THE PROBLEM >> From the entries below, copy every line where the string "span" appears.

[Collection entries]
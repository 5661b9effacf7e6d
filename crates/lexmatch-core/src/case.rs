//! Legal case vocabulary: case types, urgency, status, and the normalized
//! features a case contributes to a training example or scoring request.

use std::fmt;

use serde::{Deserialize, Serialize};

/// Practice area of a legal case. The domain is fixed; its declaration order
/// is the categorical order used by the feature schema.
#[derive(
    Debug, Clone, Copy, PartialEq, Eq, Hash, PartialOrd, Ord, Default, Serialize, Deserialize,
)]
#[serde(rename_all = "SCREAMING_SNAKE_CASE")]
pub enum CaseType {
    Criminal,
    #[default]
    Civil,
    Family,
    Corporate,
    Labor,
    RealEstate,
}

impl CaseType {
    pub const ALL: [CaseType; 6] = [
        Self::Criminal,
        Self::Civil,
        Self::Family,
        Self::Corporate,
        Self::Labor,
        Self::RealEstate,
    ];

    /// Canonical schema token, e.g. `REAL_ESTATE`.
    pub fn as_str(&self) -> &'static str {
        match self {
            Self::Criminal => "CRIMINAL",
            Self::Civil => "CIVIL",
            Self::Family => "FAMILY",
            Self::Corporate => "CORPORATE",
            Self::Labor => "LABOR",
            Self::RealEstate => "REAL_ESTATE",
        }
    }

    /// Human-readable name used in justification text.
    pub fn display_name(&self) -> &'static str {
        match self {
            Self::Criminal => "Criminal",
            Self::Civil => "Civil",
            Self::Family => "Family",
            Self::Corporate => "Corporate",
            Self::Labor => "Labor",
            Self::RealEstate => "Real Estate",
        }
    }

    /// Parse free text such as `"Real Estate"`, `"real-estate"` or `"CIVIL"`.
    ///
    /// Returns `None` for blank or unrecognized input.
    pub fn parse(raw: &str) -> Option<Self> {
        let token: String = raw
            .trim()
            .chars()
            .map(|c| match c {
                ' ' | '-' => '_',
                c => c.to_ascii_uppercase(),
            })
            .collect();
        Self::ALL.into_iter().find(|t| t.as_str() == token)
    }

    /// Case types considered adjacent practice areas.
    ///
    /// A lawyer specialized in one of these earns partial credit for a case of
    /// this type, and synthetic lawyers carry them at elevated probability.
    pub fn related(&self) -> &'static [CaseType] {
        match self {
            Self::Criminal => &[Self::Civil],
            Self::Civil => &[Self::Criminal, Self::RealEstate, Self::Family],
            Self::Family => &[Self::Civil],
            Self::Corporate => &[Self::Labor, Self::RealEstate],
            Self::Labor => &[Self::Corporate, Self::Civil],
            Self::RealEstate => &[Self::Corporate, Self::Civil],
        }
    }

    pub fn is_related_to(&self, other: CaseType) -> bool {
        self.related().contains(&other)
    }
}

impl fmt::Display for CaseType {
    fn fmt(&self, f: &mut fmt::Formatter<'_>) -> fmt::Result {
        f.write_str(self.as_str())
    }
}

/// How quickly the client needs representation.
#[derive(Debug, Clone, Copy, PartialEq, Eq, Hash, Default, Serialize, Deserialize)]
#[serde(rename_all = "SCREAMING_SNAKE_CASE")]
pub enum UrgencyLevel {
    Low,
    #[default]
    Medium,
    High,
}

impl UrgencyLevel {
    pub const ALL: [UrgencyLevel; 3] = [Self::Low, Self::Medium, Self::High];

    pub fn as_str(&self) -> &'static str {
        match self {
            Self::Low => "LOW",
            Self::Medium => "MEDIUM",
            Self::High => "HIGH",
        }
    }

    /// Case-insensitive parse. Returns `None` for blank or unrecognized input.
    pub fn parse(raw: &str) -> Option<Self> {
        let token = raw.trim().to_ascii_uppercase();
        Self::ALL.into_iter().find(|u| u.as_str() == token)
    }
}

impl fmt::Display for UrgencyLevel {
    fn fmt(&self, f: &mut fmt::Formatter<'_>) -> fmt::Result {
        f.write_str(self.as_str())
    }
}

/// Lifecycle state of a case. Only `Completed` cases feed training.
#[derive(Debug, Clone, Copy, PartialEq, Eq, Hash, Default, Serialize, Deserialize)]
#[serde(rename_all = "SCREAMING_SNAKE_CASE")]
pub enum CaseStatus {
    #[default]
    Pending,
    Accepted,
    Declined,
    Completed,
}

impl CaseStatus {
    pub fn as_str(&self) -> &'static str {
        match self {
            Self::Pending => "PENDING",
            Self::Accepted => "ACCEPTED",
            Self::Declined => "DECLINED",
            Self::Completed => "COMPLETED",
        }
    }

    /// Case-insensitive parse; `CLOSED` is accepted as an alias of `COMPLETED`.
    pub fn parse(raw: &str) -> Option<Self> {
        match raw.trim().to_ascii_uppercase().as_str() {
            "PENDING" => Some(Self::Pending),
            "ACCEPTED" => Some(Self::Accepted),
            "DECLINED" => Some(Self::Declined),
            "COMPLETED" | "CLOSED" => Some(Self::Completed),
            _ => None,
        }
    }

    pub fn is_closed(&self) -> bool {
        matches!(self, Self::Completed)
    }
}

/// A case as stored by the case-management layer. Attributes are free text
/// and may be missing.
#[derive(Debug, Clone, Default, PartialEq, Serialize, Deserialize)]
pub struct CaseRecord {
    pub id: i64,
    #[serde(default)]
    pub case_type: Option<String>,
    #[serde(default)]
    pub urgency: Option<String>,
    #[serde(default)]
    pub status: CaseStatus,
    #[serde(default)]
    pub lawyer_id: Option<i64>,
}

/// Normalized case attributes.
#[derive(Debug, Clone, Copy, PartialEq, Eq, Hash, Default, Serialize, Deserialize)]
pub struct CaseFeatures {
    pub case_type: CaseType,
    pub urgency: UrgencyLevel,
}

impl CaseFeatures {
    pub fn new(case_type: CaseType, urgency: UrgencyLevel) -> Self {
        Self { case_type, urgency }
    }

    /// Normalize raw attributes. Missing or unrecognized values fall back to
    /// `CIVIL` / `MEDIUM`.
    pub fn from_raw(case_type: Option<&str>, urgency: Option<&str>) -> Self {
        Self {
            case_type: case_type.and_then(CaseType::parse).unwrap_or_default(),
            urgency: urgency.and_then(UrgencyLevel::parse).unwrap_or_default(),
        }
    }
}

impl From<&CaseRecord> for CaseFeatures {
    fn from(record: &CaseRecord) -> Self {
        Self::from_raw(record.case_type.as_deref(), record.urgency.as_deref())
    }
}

--

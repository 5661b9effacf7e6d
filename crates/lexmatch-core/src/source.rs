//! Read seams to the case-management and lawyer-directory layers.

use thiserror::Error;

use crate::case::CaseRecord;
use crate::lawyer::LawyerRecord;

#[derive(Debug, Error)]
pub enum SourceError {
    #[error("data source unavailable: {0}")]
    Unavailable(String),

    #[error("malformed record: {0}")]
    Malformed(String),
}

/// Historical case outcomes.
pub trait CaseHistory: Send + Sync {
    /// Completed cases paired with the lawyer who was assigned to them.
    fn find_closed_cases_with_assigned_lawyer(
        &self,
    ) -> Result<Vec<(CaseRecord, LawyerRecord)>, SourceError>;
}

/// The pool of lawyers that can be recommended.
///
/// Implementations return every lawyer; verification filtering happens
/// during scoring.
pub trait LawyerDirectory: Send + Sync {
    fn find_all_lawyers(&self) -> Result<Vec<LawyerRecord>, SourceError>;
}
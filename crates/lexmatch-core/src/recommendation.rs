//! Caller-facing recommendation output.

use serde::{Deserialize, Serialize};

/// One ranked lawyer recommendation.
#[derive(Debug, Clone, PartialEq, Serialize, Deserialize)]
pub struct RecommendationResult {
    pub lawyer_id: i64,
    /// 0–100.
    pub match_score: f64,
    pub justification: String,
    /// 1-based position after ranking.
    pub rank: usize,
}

* * *

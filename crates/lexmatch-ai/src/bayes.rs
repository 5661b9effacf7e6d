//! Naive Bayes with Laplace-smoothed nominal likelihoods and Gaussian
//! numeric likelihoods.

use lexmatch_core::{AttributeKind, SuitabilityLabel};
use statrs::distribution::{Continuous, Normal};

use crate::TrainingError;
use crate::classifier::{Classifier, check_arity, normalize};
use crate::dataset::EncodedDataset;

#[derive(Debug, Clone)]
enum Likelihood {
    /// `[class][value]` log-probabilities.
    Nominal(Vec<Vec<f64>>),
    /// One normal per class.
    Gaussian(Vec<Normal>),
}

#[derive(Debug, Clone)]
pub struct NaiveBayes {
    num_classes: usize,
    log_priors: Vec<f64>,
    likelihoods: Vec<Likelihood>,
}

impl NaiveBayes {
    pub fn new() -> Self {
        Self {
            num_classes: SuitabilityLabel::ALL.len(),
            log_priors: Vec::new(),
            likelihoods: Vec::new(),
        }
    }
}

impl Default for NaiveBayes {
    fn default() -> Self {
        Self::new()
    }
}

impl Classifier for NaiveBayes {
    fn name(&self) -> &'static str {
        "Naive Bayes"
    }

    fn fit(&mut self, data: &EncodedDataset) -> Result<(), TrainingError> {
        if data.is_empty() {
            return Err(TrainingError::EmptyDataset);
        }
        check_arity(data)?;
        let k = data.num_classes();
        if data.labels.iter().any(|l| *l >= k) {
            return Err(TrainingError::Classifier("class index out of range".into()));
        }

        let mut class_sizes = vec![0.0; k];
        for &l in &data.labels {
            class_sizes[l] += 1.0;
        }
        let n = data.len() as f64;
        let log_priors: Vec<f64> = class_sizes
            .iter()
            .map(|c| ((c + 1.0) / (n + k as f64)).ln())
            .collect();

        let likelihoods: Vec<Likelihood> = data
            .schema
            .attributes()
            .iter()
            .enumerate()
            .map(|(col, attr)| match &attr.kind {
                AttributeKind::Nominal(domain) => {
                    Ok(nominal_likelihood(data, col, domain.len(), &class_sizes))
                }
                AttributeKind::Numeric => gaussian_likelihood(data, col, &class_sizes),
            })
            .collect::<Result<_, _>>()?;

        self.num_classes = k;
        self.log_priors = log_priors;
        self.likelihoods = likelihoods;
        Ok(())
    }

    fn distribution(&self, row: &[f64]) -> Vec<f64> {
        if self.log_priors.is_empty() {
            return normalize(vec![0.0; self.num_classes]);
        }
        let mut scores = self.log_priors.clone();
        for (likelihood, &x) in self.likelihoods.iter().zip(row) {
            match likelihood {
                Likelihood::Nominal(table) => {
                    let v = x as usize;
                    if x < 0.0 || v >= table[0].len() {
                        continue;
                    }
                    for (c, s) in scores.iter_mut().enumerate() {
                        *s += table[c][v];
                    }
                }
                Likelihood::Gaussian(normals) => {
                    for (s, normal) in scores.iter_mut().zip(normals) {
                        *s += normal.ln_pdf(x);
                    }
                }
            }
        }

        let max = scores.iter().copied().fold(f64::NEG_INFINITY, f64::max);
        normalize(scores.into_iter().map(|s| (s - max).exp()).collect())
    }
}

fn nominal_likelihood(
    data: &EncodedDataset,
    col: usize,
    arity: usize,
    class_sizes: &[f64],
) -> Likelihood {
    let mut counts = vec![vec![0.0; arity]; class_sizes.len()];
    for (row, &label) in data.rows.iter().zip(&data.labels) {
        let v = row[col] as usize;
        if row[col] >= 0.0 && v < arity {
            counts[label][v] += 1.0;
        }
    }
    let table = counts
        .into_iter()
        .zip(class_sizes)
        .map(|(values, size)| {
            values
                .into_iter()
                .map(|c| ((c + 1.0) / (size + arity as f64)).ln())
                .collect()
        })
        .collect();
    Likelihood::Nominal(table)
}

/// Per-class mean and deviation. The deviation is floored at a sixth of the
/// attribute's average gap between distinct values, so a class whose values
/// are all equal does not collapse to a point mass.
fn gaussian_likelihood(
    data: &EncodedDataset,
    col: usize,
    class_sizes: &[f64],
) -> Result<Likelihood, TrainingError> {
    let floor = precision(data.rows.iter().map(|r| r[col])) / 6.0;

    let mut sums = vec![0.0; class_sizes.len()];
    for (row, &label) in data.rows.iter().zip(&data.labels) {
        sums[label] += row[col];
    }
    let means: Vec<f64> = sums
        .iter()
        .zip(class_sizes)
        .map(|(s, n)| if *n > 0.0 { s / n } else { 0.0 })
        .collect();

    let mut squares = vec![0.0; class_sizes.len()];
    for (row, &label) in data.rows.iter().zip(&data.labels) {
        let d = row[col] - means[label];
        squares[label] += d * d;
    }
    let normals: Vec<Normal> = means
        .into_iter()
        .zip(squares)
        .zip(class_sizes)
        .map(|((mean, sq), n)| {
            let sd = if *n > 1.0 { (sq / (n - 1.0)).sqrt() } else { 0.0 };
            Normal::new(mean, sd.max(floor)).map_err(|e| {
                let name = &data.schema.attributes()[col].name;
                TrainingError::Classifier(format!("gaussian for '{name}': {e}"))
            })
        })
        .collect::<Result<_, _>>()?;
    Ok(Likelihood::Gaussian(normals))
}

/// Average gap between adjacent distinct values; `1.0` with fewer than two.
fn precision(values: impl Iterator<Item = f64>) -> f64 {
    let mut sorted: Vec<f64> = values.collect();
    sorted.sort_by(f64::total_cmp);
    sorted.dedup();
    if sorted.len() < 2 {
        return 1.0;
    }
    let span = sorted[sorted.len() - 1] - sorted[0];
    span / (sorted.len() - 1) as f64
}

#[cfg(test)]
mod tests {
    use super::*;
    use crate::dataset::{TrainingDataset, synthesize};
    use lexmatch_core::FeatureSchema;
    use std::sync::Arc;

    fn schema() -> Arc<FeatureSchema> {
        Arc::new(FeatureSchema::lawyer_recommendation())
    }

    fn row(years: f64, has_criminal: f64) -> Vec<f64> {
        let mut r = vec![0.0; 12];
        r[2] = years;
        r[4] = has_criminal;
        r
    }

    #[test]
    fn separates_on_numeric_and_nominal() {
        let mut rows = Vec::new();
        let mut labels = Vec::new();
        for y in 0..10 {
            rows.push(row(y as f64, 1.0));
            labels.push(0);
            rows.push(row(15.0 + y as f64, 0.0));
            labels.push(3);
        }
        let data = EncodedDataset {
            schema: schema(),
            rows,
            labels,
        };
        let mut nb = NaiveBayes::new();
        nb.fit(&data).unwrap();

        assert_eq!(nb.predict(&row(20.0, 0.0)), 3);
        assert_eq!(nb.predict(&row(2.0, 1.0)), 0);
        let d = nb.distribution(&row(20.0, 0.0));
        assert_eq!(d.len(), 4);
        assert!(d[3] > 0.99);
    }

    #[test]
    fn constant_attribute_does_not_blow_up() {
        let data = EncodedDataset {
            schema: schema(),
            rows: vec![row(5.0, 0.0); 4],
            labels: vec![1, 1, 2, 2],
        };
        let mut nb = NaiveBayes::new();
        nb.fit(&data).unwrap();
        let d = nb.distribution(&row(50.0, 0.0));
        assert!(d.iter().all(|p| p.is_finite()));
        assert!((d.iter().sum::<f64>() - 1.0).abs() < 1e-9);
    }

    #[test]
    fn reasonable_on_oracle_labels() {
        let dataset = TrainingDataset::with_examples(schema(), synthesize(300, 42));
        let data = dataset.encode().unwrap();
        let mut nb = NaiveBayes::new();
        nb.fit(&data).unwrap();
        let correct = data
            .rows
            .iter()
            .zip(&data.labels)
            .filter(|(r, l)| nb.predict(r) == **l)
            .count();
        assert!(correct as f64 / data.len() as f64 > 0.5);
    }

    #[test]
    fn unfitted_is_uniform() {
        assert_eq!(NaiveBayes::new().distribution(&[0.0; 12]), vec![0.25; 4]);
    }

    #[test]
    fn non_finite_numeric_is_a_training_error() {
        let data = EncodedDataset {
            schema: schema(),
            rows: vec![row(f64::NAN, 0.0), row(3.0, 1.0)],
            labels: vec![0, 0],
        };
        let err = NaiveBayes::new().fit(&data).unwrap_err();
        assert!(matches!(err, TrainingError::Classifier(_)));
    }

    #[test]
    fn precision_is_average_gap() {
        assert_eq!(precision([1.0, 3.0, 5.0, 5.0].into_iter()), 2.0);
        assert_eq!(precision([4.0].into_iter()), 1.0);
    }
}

REPLY TO THE TASK >>
    let span = sorted[sorted.len() - 1] - sorted[0];
    span / (sorted.len() - 1) as f64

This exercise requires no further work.